L’histoire des interventions françaises au Moyen-Orient remonte bien plus loin. Un aperçu du passé colonial brutal et barbare de la France est donné par un timbre émis en 1922 qui, de façon surréaliste, commémore la décapitation de musulmans marocains, leurs têtes alignées sur un mur.
La décolonisation n’a pas été synonyme de désengagement. Les dictateurs arabes ont joué de nombreux rôles, mais l’un des plus importants était celui d’hommes de main des occidentaux, de tortionnaires indépendants qui offraient aux services de renseignements occidentaux la possibilité de nier les faits.
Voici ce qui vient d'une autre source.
#[tokio::test]
async fn reviews_are_readable_without_auth() {
    let app = TestApp::new().await;

    let (status, body) = app.get("/reviews/", None).await;
    assert_eq!(status, StatusCode::OK);
    let id = body[0]["id"].as_i64().unwrap();

    let (status, body) = app.get(&format!("/reviews/{id}/"), None).await;
    assert_eq!(status, StatusCode::OK);
    assert_eq!(body["review_text"], "Great book!");

    let (status, _) = app.get("/reviews/999/", None).await;
    assert_eq!(status, StatusCode::NOT_FOUND);
}

#[tokio::test]
async fn deleting_a_book_cascades_to_reviews() {
    let app = TestApp::new().await;
    sqlx::query("DELETE FROM book WHERE id = ?")
        .bind(app.book_id)
        .execute(&app.prepared.state.db)
        .await
        .unwrap();
    assert_eq!(app.review_count().await, 0);
}

#[tokio::test]
async fn health_and_openapi_are_served() {
    let app = TestApp::new().await;

    let response = app
        .router
        .clone()
        .oneshot(Request::get("/healthz").body(Body::empty()).unwrap())
        .await
        .unwrap();
    assert_eq!(response.status(), StatusCode::OK);
    assert!(response.headers().contains_key("x-request-id"));

    let (status, doc) = app.get("/docs/openapi.json", None).await;
    assert_eq!(status, StatusCode::OK);
    assert!(doc["paths"]["/books/{id}/add_review/"]["post"].is_object());
    assert!(doc["paths"]["/user/login/"]["post"].is_object());
    assert!(doc["paths"]["/user/register/"]["post"].is_object());
}
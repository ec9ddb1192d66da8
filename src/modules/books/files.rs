//! Validation and storage of uploaded book files.

use std::path::Path;

use bookstore_kernel::settings::{BookSettings, MediaSettings};
use thiserror::Error;
use uuid::Uuid;

/// Subdirectory of the media root that book files are written to
pub const UPLOAD_DIR: &str = "books";

#[derive(Debug, Error)]
pub enum FileValidationError {
    #[error("Unsupported file extension. Only the following extensions are allowed: {allowed}")]
    UnsupportedExtension { allowed: String },

    #[error("Max file size is {limit_mb}MB")]
    TooLarge { limit_mb: u64 },

    #[error("file has no usable name: {0}")]
    InvalidName(String),

    #[error("failed to store book file: {0}")]
    Io(#[from] std::io::Error),
}

/// Lower-cased extension including the dot, or an empty string. A leading
/// dot alone (`.pdf`) is a hidden file name, not an extension.
pub fn file_extension(name: &str) -> String {
    let base = name.rsplit(['/', '\\']).next().unwrap_or(name);
    match base.rfind('.') {
        Some(idx) if base[..idx].chars().any(|c| c != '.') => base[idx..].to_lowercase(),
        _ => String::new(),
    }
}

pub fn validate_file_extension(name: &str, books: &BookSettings) -> Result<(), FileValidationError> {
    let ext = file_extension(name);
    if books.file_valid_extensions.iter().any(|allowed| *allowed == ext) {
        Ok(())
    } else {
        Err(FileValidationError::UnsupportedExtension {
            allowed: books.file_valid_extensions.join(", "),
        })
    }
}

pub fn validate_file_size(size: u64, books: &BookSettings) -> Result<(), FileValidationError> {
    if size > books.file_size_limit_bytes() {
        Err(FileValidationError::TooLarge {
            limit_mb: books.file_size_limit_mb,
        })
    } else {
        Ok(())
    }
}

/// Validate `source` and copy it into `<media root>/books/`.
///
/// Returns the path relative to the media root. An existing file with the
/// same name is never overwritten; a random suffix is added instead.
pub async fn store_book_file(
    source: &Path,
    books: &BookSettings,
    media: &MediaSettings,
) -> Result<String, FileValidationError> {
    let file_name = source
        .file_name()
        .and_then(|name| name.to_str())
        .ok_or_else(|| FileValidationError::InvalidName(source.display().to_string()))?;

    validate_file_extension(file_name, books)?;
    let size = tokio::fs::metadata(source).await?.len();
    validate_file_size(size, books)?;

    let upload_dir = media.root.join(UPLOAD_DIR);
    tokio::fs::create_dir_all(&upload_dir).await?;

    let stored_name = available_name(&upload_dir, file_name).await;
    tokio::fs::copy(source, upload_dir.join(&stored_name)).await?;

    tracing::info!(source = %source.display(), stored = %stored_name, size, "book file stored");
    Ok(format!("{UPLOAD_DIR}/{stored_name}"))
}

async fn available_name(dir: &Path, file_name: &str) -> String {
    if !path_exists(&dir.join(file_name)).await {
        return file_name.to_string();
    }

    let (stem, ext) = if file_extension(file_name).is_empty() {
        (file_name, "")
    } else {
        file_name
            .rfind('.')
            .map_or((file_name, ""), |idx| file_name.split_at(idx))
    };
    loop {
        let suffix = Uuid::new_v4().simple().to_string();
        let candidate = format!("{stem}_{}{ext}", &suffix[..7]);
        if !path_exists(&dir.join(&candidate)).await {
            return candidate;
        }
    }
}

async fn path_exists(path: &Path) -> bool {
    tokio::fs::try_exists(path).await.unwrap_or(false)
}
En Tunisie, la torture se faisait au sous-sol du ministère de l’Intérieur, juste à côté de l’ambassade de France. Cet arrangement confortable entre l’Europe civilisée et les Arabes barbares a été perturbé par le printemps arabe, mais seulement temporairement. La France le savait, c’est pourquoi la réaction instinctive du ministre des Affaires étrangères de l’époque avait été de proposer à Ben Ali le matériel de la police anti-émeute française.
Hollande affiche malheureusement un soutien solide aux dictateurs arabes, et les ministres des Affaires étrangères de ces dictatures se sont retrouvés aux deux premiers rangs de la marche de dimanche. David Cameron et Angela Merkel se demandent encore si apparaître sur le même plan qu’Abdel Fattah Al-Sissi était une idée judicieuse. Pas François Hollande, qui l’a invité à déjeuner. Il a qualifié de partenaire l’homme qui a commandité le pire massacre de civils de l’histoire moderne. Il a affirmé que l’Egypte, qui détient toujours des dizaines de milliers de prisonniers politiques, parmi lesquels des dizaines de journalistes, est dans un processus de transition « qui respecte la feuille de route, permettant pleinement la réussite de l’Egypte ».
La France sous Hollande fait preuve d’autant d’interventionnisme au Moyen-Orient que l’Amérique sous Bush. Le ministre de la Défense Jean-Yves Le Drian cherche depuis plusieurs mois à mobiliser en faveur d’une deuxième intervention occidentale en Libye.
A Niamey, à l’occasion d’une rencontre avec le président du Niger Mahamadou Issoufou, Le Drian a déclaré : « La Libye est aujourd’hui dans le chaos, c’est un terrain fertile pour les terroristes qui menacent la stabilité du Niger et, plus loin, de la France. Nous pensons que le moment est venu de s’assurer que la communauté internationale s’attaque au problème libyen. » Les troupes françaises sont en train de se rassembler à la frontière sud de la Libye.
Le seul personnage politique français qui s’aperçoit de la pure folie de tout cela n’est pas un socialiste, mais un gaulliste, Dominique de Villepin, le ministre français des Affaires étrangères qui s’était opposé à juste titre à l’invasion de l’Irak en 2003, ce qui avait valu à la France l’opprobre des Etats-Unis.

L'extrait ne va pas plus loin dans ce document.